Work to complete:
Look through the entries and count each line that includes the string "Compression". Reply with the number alone.

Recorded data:
Content starts
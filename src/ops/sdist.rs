//! Source distribution assembly.

use std::path::Path;

use anyhow::{Context, Result};
use flate2::write::GzEncoder;
use flate2::Compression;
use tar::{Builder, Header, HeaderMode};

use crate::core::manifest::ProjectManifest;
use crate::ops::metadata::render_metadata;
use crate::util::fs::{archive_name, ensure_dir, glob_files, persist, temp_file_for};

/// Project files copied into every sdist when present.
pub const SDIST_FILES: &[&str] = &[
    "pyproject.toml",
    "README.md",
    "README.rst",
    "LICENSE",
    "LICENSE.txt",
    "CHANGELOG.md",
];

/// Glob patterns, relative to the project root, of files in the sdist.
pub fn sdist_patterns(project: &ProjectManifest) -> Vec<String> {
    let src = project
        .build
        .src_dir
        .to_string_lossy()
        .replace('\\', "/");
    let src = src.trim_end_matches('/');

    let mut patterns: Vec<String> = SDIST_FILES.iter().map(|s| s.to_string()).collect();
    patterns.push(format!("{}/**/*.zig", src));
    patterns.push("*.zig".to_string());
    patterns
}

/// Write `{name}-{version}.tar.gz` into `output_dir` and return its name.
///
/// Nothing is compiled.
pub fn build_sdist(project: &ProjectManifest, output_dir: &Path) -> Result<String> {
    let base = format!(
        "{}-{}",
        project.metadata.escaped_name(),
        project.metadata.escaped_version()
    );
    let file_name = format!("{}.tar.gz", base);

    ensure_dir(output_dir)?;
    let dest = output_dir.join(&file_name);
    let out = temp_file_for(&dest)?;

    let mut tar = Builder::new(GzEncoder::new(out, Compression::default()));
    tar.mode(HeaderMode::Deterministic);

    let files = glob_files(&project.root, &sdist_patterns(project))?;
    for file in &files {
        let name = format!("{}/{}", base, archive_name(&project.root, file)?);
        tracing::debug!("Adding {}", name);
        tar.append_path_with_name(file, &name)
            .with_context(|| format!("failed to add {} to sdist", file.display()))?;
    }

    let pkg_info = render_metadata(&project.metadata, &project.root);
    let mut header = Header::new_gnu();
    header.set_size(pkg_info.len() as u64);
    header.set_mode(0o644);
    header.set_mtime(0);
    header.set_cksum();
    tar.append_data(&mut header, format!("{}/PKG-INFO", base), pkg_info.as_bytes())
        .context("failed to add PKG-INFO to sdist")?;

    let encoder = tar.into_inner().context("failed to finish sdist archive")?;
    let out = encoder
        .finish()
        .with_context(|| format!("failed to write sdist: {}", dest.display()))?;
    persist(out, &dest)?;

    tracing::info!("Built {} ({} files)", dest.display(), files.len() + 1);
    Ok(file_name)
}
Content ends
Written solution:
2